Financial group Penta co-owner Jaroslav Hascak’s voice is allegedly among those captured on the recording. Penta has stated that it will take legal action regarding this case.
“Any recordings of this kind, irrespective of their origin, are illegal material and can’t be published and used. The way in which the [editorial] desks received the alleged recordings bears the obvious hallmarks of criminal activities, and that’s why we’re filing a criminal complaint,” reads Penta’s statement. According to the group, the recordings that have been published recently are most likely manipulated and thus lack credibility.
The Gorilla case concerns recordings of conversations between Hascak and several politicians regarding commissions from state-related business in 2005 and 2006. The case text mentions names such as former economy minister Jirko Malcharek, former executive committee chair of the National Property Fund Anna Bubenikova as well as erstwhile prime minister Robert Fico.
“There is no such a transaction via which Penta stole a single crown from Slovak taxpayers.

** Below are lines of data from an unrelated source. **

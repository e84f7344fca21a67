pub mod converter;
pub mod error;
pub mod model;

pub use converter::config::*;
pub use error::*;
pub use model::metadata::*;
pub use model::time::*;
pub use model::timeline::*;
pub use model::track::*;
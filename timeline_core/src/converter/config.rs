use derive_builder::Builder;
use serde::{Deserialize, Serialize};

use crate::ConvertError;

/// 无法从文档或时间线推断帧率时使用的帧率。
pub const DEFAULT_FRAME_RATE: f64 = 25.0;

/// 片段没有可用媒体引用时写入的占位 URI。
pub const MISSING_MEDIA_URI: &str = "file:///missing";

/// XGES 解析选项
#[derive(Debug, Clone, Serialize, Deserialize)]
#[serde(default)]
pub struct XgesParsingOptions {
    /// 文档中找不到可解析的帧率时使用的帧率。
    pub default_frame_rate: f64,
}

impl Default for XgesParsingOptions {
    fn default() -> Self {
        Self {
            default_frame_rate: DEFAULT_FRAME_RATE,
        }
    }
}

impl XgesParsingOptions {
    /// 从 TOML 文本加载选项，缺省的键使用默认值。
    pub fn from_toml_str(config_str: &str) -> Result<Self, ConvertError> {
        Ok(toml::from_str(config_str)?)
    }
}

/// XGES 生成选项
#[derive(Debug, Clone, Serialize, Deserialize, Builder)]
#[builder(setter(into), default)]
#[serde(default)]
pub struct XgesGenerationOptions {
    /// 是否输出带缩进的 XML。
    pub format: bool,
    /// 时间线中没有带正帧率的片段时使用的帧率。
    pub default_frame_rate: f64,
    /// 写入 `<ges version>` 的格式版本。
    pub project_version: String,
    /// 缺失媒体引用时使用的 URI。
    pub missing_media_uri: String,
    /// 视频轨道限制的宽度。
    pub video_width: u32,
    /// 视频轨道限制的高度。
    pub video_height: u32,
    /// 音频轨道限制的采样率。
    pub audio_sample_rate: u32,
    /// 音频轨道限制的声道数。
    pub audio_channels: u32,
}

impl Default for XgesGenerationOptions {
    fn default() -> Self {
        Self {
            format: true,
            default_frame_rate: DEFAULT_FRAME_RATE,
            project_version: "0.3".to_string(),
            missing_media_uri: MISSING_MEDIA_URI.to_string(),
            video_width: 1920,
            video_height: 1080,
            audio_sample_rate: 48000,
            audio_channels: 2,
        }
    }
}

impl XgesGenerationOptions {
    /// 从 TOML 文本加载选项，缺省的键使用默认值。
    pub fn from_toml_str(config_str: &str) -> Result<Self, ConvertError> {
        Ok(toml::from_str(config_str)?)
    }
}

The investigation team has had enough resources and capacities to investigate all the transactions mentioned in the Gorilla case and to come to conclusions,” stated Penta.

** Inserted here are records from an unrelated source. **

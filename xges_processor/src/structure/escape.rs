//! 结构字符串中字符串值的转义规则。
//!
//! 只处理四个字符：反斜杠、双引号、空格和逗号。

/// 转义字符串值。反斜杠必须最先处理，否则会被二次转义。
#[must_use]
pub fn escape(s: &str) -> String {
    s.replace('\\', r"\\")
        .replace('"', r#"\""#)
        .replace(' ', r"\ ")
        .replace(',', r"\,")
}

/// 恰好还原 [`escape`] 产生的四种转义序列，其它反斜杠原样保留。
#[must_use]
pub fn unescape(s: &str) -> String {
    let mut output = String::with_capacity(s.len());
    let mut chars = s.chars().peekable();

    while let Some(c) = chars.next() {
        if c == '\\'
            && let Some(&next) = chars.peek()
            && matches!(next, '\\' | '"' | ' ' | ',')
        {
            output.push(next);
            chars.next();
            continue;
        }
        output.push(c);
    }

    output
}

/// 去掉所有转义反斜杠，保留其后的字符。
///
/// 嵌套在字符串值中的 caps（例如 `restriction-caps`）由 GStreamer 写出时，
/// `=`、`(`、`)` 等字符也会被转义，解析前需要整体还原。
#[must_use]
pub fn strip_escapes(s: &str) -> String {
    let mut output = String::with_capacity(s.len());
    let mut chars = s.chars();

    while let Some(c) = chars.next() {
        if c == '\\' {
            if let Some(next) = chars.next() {
                output.push(next);
            }
            continue;
        }
        output.push(c);
    }

    output
}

The recording was found in a house of controversial entrepreneur Marian K. by the police in 2018. Former head of the Gorilla investigation team Lukas Kyselica confirmed its authenticity for several media.
Penta has questioned this confirmation. “We demand, for the sake of credibility, that the competent authorities should publish a full expert analysis of the recordings that former investigator Lubos Kyselica spoke about. We seriously doubt that the expert analysis could convincingly rebut suspicions that the recordings might have been tampered with,” stated Penta.

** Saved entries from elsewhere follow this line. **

//! # 时间单位转换
//!
//! 有理时间与 GStreamer 纳秒整数之间的转换，以及时间线帧率的推断。
//!
//! 帧率推断是启发式的：整条时间线只使用一个帧率。混合多种帧率的时间线
//! 不保证得到正确结果，非整除帧率（例如 24000/1001）的浮点往返也不保证逐位一致。

use timeline_core::{Composable, RationalTime, Timeline, TrackKind};
use tracing::{debug, trace};

use crate::schema::{GST_SECOND, TrackTypes, XgesTimeline};
use crate::structure::Structure;

/// 有理时间转为纳秒，截断小数部分。负值视为 0。
#[must_use]
pub fn to_nanoseconds(time: RationalTime) -> u64 {
    let nanos = time.to_seconds() * GST_SECOND as f64;
    if nanos.is_finite() && nanos > 0.0 {
        nanos as u64
    } else {
        0
    }
}

/// 纳秒转为指定速率下的有理时间。
#[must_use]
pub fn from_nanoseconds(nanos: u64, rate: f64) -> RationalTime {
    RationalTime::from_seconds(nanos as f64 / GST_SECOND as f64, rate)
}

/// 从时间线推断帧率：先按顺序扫描第一条视频轨道，再扫描第一条音频轨道，
/// 取第一个时长带正速率的片段。找不到时返回 `None`。
#[must_use]
pub fn infer_timeline_rate(timeline: &Timeline) -> Option<f64> {
    [TrackKind::Video, TrackKind::Audio]
        .into_iter()
        .filter_map(|kind| timeline.tracks_of_kind(kind).next())
        .flat_map(|track| track.children.iter())
        .filter_map(|child| match child {
            Composable::Clip(clip) => clip.duration().ok(),
            _ => None,
        })
        .map(|duration| duration.rate)
        .find(|rate| *rate > 0.0)
}

/// 从 XGES 文档读取帧率。
///
/// 依次尝试：第一条包含视频类型的轨道的 `restriction-caps` 中的 `framerate`，
/// 时间线 `metadatas` 中的 `framerate`。都找不到时返回 `None`。
#[must_use]
pub fn extract_document_rate(timeline: &XgesTimeline) -> Option<f64> {
    let from_caps = timeline
        .tracks
        .iter()
        .filter(|track| track.track_types().contains(TrackTypes::VIDEO))
        .find_map(|track| track.properties.as_deref().and_then(rate_from_track_properties));
    if let Some(rate) = from_caps {
        debug!(rate, "从 restriction-caps 读取帧率");
        return Some(rate);
    }

    let from_metadata = timeline
        .metadatas
        .as_deref()
        .and_then(|metadatas| metadatas.parse::<Structure>().ok())
        .and_then(|structure| positive_framerate(&structure));
    if let Some(rate) = from_metadata {
        debug!(rate, "从时间线 metadatas 读取帧率");
    }
    from_metadata
}

/// 解析轨道 `properties` 中 `restriction-caps` 内嵌 caps 的帧率。
#[must_use]
pub fn rate_from_track_properties(properties: &str) -> Option<f64> {
    let structure = properties
        .parse::<Structure>()
        .inspect_err(|e| trace!("无法解析轨道 properties: {e}"))
        .ok()?;
    let caps = structure
        .get_nested("restriction-caps")
        .inspect_err(|e| trace!("无法解析 restriction-caps: {e}"))
        .ok()
        .flatten()?;
    positive_framerate(&caps)
}

fn positive_framerate(structure: &Structure) -> Option<f64> {
    structure
        .get_fraction("framerate")
        .inspect_err(|e| trace!("忽略无效的 framerate: {e}"))
        .ok()
        .flatten()
        .map(crate::structure::Fraction::as_f64)
        .filter(|rate| *rate > 0.0)
}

The financial group claimed that when modern technologies are considered, no way of creating and deliberately adjusting any audio recording can be practically excluded. “Especially if it’s obvious that various people with dubious intentions illegally tamper with such recordings.”
Penta stated regarding the investigation into the Gorilla case that it’s in the public interest for the investigation to show whether, for example, Penta used illegal methods 14 years ago in order to promote its interests and whether its activities have cost Slovak taxpayers. “We’ve provided a great deal of information on this over the past eight years. The information is published in concentrated form on www.kauzagorilla.sk.
“The Constitutional Court called the alleged actions of the Slovak Intelligence Service (SIS), known as the Gorilla case, illegal. Its ruling from November 2012 clearly states that any state authority that has recordings of this alleged wiretapping at its disposal is obliged to destroy them,” stated Penta. It added that the Constitutional Court ruling clearly states that the authorities that carried out the eavesdropping in the flat on Vazovova Street were lying to the Court and made up reasons for the eavesdropping as well as the very people who were supposed to be wiretapped. “This is criminal activity, never mind a credible base for criminal proceedings,” stated Penta.